● Work to complete: Figure out how many lines in the records below hold the string "path". That number alone is the answer.
BEGIN Data for processing
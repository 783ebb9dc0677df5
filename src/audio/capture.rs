//! Audio sources and the capture loop that feeds the segment ring

use cpal::traits::{DeviceTrait, HostTrait, StreamTrait};
use cpal::{Device, SampleRate, Stream, StreamConfig};
use crossbeam_channel::{bounded, Receiver, RecvTimeoutError};
use std::path::Path;
use std::sync::Arc;
use std::thread::{self, JoinHandle};
use std::time::{Duration, Instant};
use tracing::{debug, error, info, trace, warn};

use super::level::LevelMonitor;
use super::resample::{to_pcm16, StreamResampler};
use super::ring::SegmentRing;
use crate::config::CaptureConfig;
use crate::error::{AudioError, RelayError, Result};

/// How long a device may stay silent before the read is failed
const DEVICE_TIMEOUT: Duration = Duration::from_secs(2);

/// Blocking source of mono PCM16 samples at the capture rate
pub trait AudioSource {
    /// Fill `segment` completely, returning the number of samples read.
    /// `AudioError::EndOfStream` signals a finite source ran out.
    fn read(&mut self, segment: &mut [i16]) -> Result<usize>;

    /// Release the underlying device
    fn close(&mut self) {}

    fn name(&self) -> &str;
}

/// State shared between the capture thread and the assembler
pub struct CaptureContext {
    ring: SegmentRing,
    level: LevelMonitor,
    sample_rate: u32,
}

impl CaptureContext {
    pub fn new(config: &CaptureConfig) -> Arc<Self> {
        info!(
            "Allocating ring of {} segments x {} samples",
            config.ring_segments, config.segment_samples
        );
        Arc::new(Self {
            ring: SegmentRing::new(config.segment_samples, config.ring_segments),
            level: LevelMonitor::new(config.level_alpha),
            sample_rate: config.sample_rate,
        })
    }

    pub fn ring(&self) -> &SegmentRing {
        &self.ring
    }

    pub fn level(&self) -> f64 {
        self.level.level()
    }

    pub fn sample_rate(&self) -> u32 {
        self.sample_rate
    }

    pub fn segment_samples(&self) -> usize {
        self.ring.segment_samples()
    }

    /// Raise the stop signal observed by both loops
    pub fn stop(&self) {
        self.ring.stop();
    }

    pub fn is_stopped(&self) -> bool {
        self.ring.is_stopped()
    }
}

/// Pull segments from `source` into the ring until stopped.
///
/// A read failure closes the source and raises stop; end of stream does the
/// same but is not an error. Returns the number of captured segments.
pub fn run_capture<S: AudioSource>(source: &mut S, context: &CaptureContext) -> Result<u64> {
    let mut segment = vec![0i16; context.segment_samples()];
    let mut captured = 0u64;

    let outcome = loop {
        if context.is_stopped() {
            break Ok(captured);
        }

        match source.read(&mut segment) {
            Ok(n) if n == segment.len() => {}
            Ok(n) => {
                break Err(AudioError::ShortRead {
                    got: n,
                    expected: segment.len(),
                }
                .into())
            }
            Err(RelayError::Audio(AudioError::EndOfStream)) => {
                info!("Audio source '{}' reached end of stream", source.name());
                break Ok(captured);
            }
            Err(e) => break Err(e),
        }

        captured = context.ring.publish(&segment);
        context.level.update(&segment);
        if captured % 100 == 0 {
            trace!("Captured {} segments level={:.1}", captured, context.level());
        }
    };

    if let Err(ref e) = outcome {
        error!("Capture from '{}' failed: {}", source.name(), e);
    }
    source.close();
    context.stop();
    outcome
}

/// Start the capture thread. The source is opened on that thread because
/// device streams may not be sendable.
pub fn spawn_capture<S, F>(context: Arc<CaptureContext>, open: F) -> Result<JoinHandle<Result<u64>>>
where
    S: AudioSource,
    F: FnOnce() -> Result<S> + Send + 'static,
{
    let handle = thread::Builder::new()
        .name("capture".into())
        .spawn(move || {
            let mut source = match open() {
                Ok(source) => source,
                Err(e) => {
                    error!("Cannot open audio source: {}", e);
                    context.stop();
                    return Err(e);
                }
            };
            info!("Capturing from '{}'", source.name());
            run_capture(&mut source, &context)
        })?;
    Ok(handle)
}

/// Microphone input through cpal, down-mixed to mono and resampled to the
/// capture rate when the device cannot run at it
pub struct CpalSource {
    name: String,
    stream: Option<Stream>,
    receiver: Receiver<Vec<f32>>,
    resampler: Option<StreamResampler>,
    pending: Vec<i16>,
}

impl CpalSource {
    /// Open `device` (substring match, `None` = default input) and start it
    pub fn open(device: Option<&str>, sample_rate: u32) -> Result<Self> {
        let host = cpal::default_host();
        let device = match device {
            Some(name) => find_device_by_name(&host, name)?,
            None => host.default_input_device().ok_or(AudioError::NoInputDevice)?,
        };
        let name = device.name().unwrap_or_else(|_| "Unknown".to_string());
        info!("Using audio input device: {}", name);

        let (config, actual_rate) = select_config(&device, sample_rate)?;
        let channels = config.channels as usize;

        let resampler = if actual_rate != sample_rate {
            Some(StreamResampler::new(actual_rate, sample_rate)?)
        } else {
            None
        };

        let (sender, receiver) = bounded(100);
        let stream = device
            .build_input_stream(
                &config,
                move |data: &[f32], _: &cpal::InputCallbackInfo| {
                    let samples: Vec<f32> = if channels > 1 {
                        data.chunks(channels)
                            .map(|frame| frame.iter().sum::<f32>() / channels as f32)
                            .collect()
                    } else {
                        data.to_vec()
                    };

                    if sender.try_send(samples).is_err() {
                        warn!("Audio device queue overflow - dropping samples");
                    }
                },
                move |err| {
                    error!("Audio stream error: {}", err);
                },
                None,
            )
            .map_err(|e| AudioError::StreamBuild(e.to_string()))?;

        stream
            .play()
            .map_err(|e| AudioError::StreamPlay(e.to_string()))?;

        Ok(Self {
            name,
            stream: Some(stream),
            receiver,
            resampler,
            pending: Vec::new(),
        })
    }

    /// Names of the available input devices
    pub fn list_devices() -> Result<Vec<String>> {
        let host = cpal::default_host();
        let devices = host
            .input_devices()
            .map_err(|e| AudioError::DeviceConfig(e.to_string()))?;

        Ok(devices.filter_map(|d| d.name().ok()).collect())
    }
}

impl AudioSource for CpalSource {
    fn read(&mut self, segment: &mut [i16]) -> Result<usize> {
        while self.pending.len() < segment.len() {
            let chunk = match self.receiver.recv_timeout(DEVICE_TIMEOUT) {
                Ok(chunk) => chunk,
                Err(RecvTimeoutError::Timeout) => {
                    return Err(AudioError::Read(format!(
                        "no audio for {:?}",
                        DEVICE_TIMEOUT
                    ))
                    .into())
                }
                Err(RecvTimeoutError::Disconnected) => {
                    return Err(AudioError::Read("audio stream closed".to_string()).into())
                }
            };

            let chunk = match self.resampler {
                Some(ref mut resampler) => resampler.process(&chunk)?,
                None => chunk,
            };
            self.pending.extend(chunk.into_iter().map(to_pcm16));
        }

        segment.copy_from_slice(&self.pending[..segment.len()]);
        self.pending.drain(..segment.len());
        Ok(segment.len())
    }

    fn close(&mut self) {
        if self.stream.take().is_some() {
            info!("Audio device '{}' closed", self.name);
        }
    }

    fn name(&self) -> &str {
        &self.name
    }
}

fn find_device_by_name(host: &cpal::Host, name: &str) -> Result<Device> {
    let devices: Vec<Device> = host
        .input_devices()
        .map_err(|e| AudioError::DeviceConfig(e.to_string()))?
        .collect();
    let names: Vec<String> = devices
        .iter()
        .map(|d| d.name().unwrap_or_default())
        .collect();

    match_device_name(&names, name)
        .and_then(|idx| devices.into_iter().nth(idx))
        .ok_or_else(|| AudioError::DeviceNotFound(name.to_string()).into())
}

/// Index of the device called exactly `wanted`, else of the first one
/// whose name contains it
fn match_device_name(names: &[String], wanted: &str) -> Option<usize> {
    names
        .iter()
        .position(|n| n == wanted)
        .or_else(|| names.iter().position(|n| n.contains(wanted)))
}

/// Prefer a mono config at the requested rate, else the device's best rate
fn select_config(device: &Device, sample_rate: u32) -> Result<(StreamConfig, u32)> {
    let supported_configs = device
        .supported_input_configs()
        .map_err(|e| AudioError::DeviceConfig(e.to_string()))?;

    let target_rate = SampleRate(sample_rate);
    let mut best = None;
    for cfg in supported_configs {
        debug!(
            "Supported config: channels={}, sample_rate={:?}-{:?}",
            cfg.channels(),
            cfg.min_sample_rate(),
            cfg.max_sample_rate()
        );

        let in_range = cfg.min_sample_rate() <= target_rate && target_rate <= cfg.max_sample_rate();
        if cfg.channels() == 1 && in_range {
            best = Some(cfg.with_sample_rate(target_rate));
            break;
        }
        if best.is_none() {
            best = Some(if in_range {
                cfg.with_sample_rate(target_rate)
            } else {
                cfg.with_max_sample_rate()
            });
        }
    }

    let supported = best.ok_or_else(|| {
        AudioError::DeviceConfig("No suitable audio configuration found".to_string())
    })?;
    let actual_rate = supported.sample_rate().0;
    info!(
        "Audio config: {} channels @ {} Hz (target: {} Hz)",
        supported.channels(),
        actual_rate,
        sample_rate
    );

    Ok((supported.config(), actual_rate))
}

/// WAV file played back as if it were a device
pub struct WavSource {
    name: String,
    samples: Vec<i16>,
    position: usize,
    /// Pace reads at the capture rate instead of delivering at once
    realtime: Option<(Instant, u32)>,
}

impl WavSource {
    /// Load `path`, down-mixing and resampling to `sample_rate`
    pub fn open(path: &Path, sample_rate: u32, realtime: bool) -> Result<Self> {
        let mut reader = hound::WavReader::open(path).map_err(|e| AudioError::Wav(e.to_string()))?;
        let spec = reader.spec();
        info!(
            "WAV format: {} channels, {} Hz, {} bits",
            spec.channels, spec.sample_rate, spec.bits_per_sample
        );

        let samples: Vec<f32> = match spec.sample_format {
            hound::SampleFormat::Float => reader
                .samples::<f32>()
                .collect::<std::result::Result<_, _>>()
                .map_err(|e| AudioError::Wav(e.to_string()))?,
            hound::SampleFormat::Int => {
                let max_val = (1i64 << (spec.bits_per_sample - 1)) as f32;
                reader
                    .samples::<i32>()
                    .map(|s| s.map(|s| s as f32 / max_val))
                    .collect::<std::result::Result<_, _>>()
                    .map_err(|e| AudioError::Wav(e.to_string()))?
            }
        };

        let channels = spec.channels.max(1) as usize;
        let mono: Vec<f32> = if channels > 1 {
            samples
                .chunks(channels)
                .map(|frame| frame.iter().sum::<f32>() / channels as f32)
                .collect()
        } else {
            samples
        };

        let mono = if spec.sample_rate != sample_rate {
            let mut resampler = StreamResampler::new(spec.sample_rate, sample_rate)?;
            let mut out = resampler.process(&mono)?;
            out.extend(resampler.flush()?);
            out
        } else {
            mono
        };

        Ok(Self {
            name: path.display().to_string(),
            samples: mono.into_iter().map(to_pcm16).collect(),
            position: 0,
            realtime: realtime.then(|| (Instant::now(), sample_rate)),
        })
    }

    /// Total samples available
    pub fn len(&self) -> usize {
        self.samples.len()
    }

    pub fn is_empty(&self) -> bool {
        self.samples.is_empty()
    }
}

impl AudioSource for WavSource {
    fn read(&mut self, segment: &mut [i16]) -> Result<usize> {
        let end = self.position + segment.len();
        if end > self.samples.len() {
            return Err(AudioError::EndOfStream.into());
        }

        if let Some((started, rate)) = self.realtime {
            let due = started + Duration::from_secs_f64(end as f64 / f64::from(rate));
            let now = Instant::now();
            if due > now {
                thread::sleep(due - now);
            }
        }

        segment.copy_from_slice(&self.samples[self.position..end]);
        self.position = end;
        Ok(segment.len())
    }

    fn name(&self) -> &str {
        &self.name
    }
}

#[cfg(test)]
mod tests {
    use super::*;

    fn names(list: &[&str]) -> Vec<String> {
        list.iter().map(|n| n.to_string()).collect()
    }

    #[test]
    fn test_exact_device_name_wins() {
        let devices = names(&["sysdefault:CARD=PCH", "default", "hw:CARD=PCH,DEV=0"]);
        assert_eq!(match_device_name(&devices, "default"), Some(1));
    }

    #[test]
    fn test_device_substring_fallback() {
        let devices = names(&["sysdefault:CARD=PCH", "hw:CARD=USB,DEV=0"]);
        assert_eq!(match_device_name(&devices, "USB"), Some(1));
        assert_eq!(match_device_name(&devices, "default"), Some(0));
        assert_eq!(match_device_name(&devices, "missing"), None);
    }
}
END Data for processing
● Output of the exercise: 5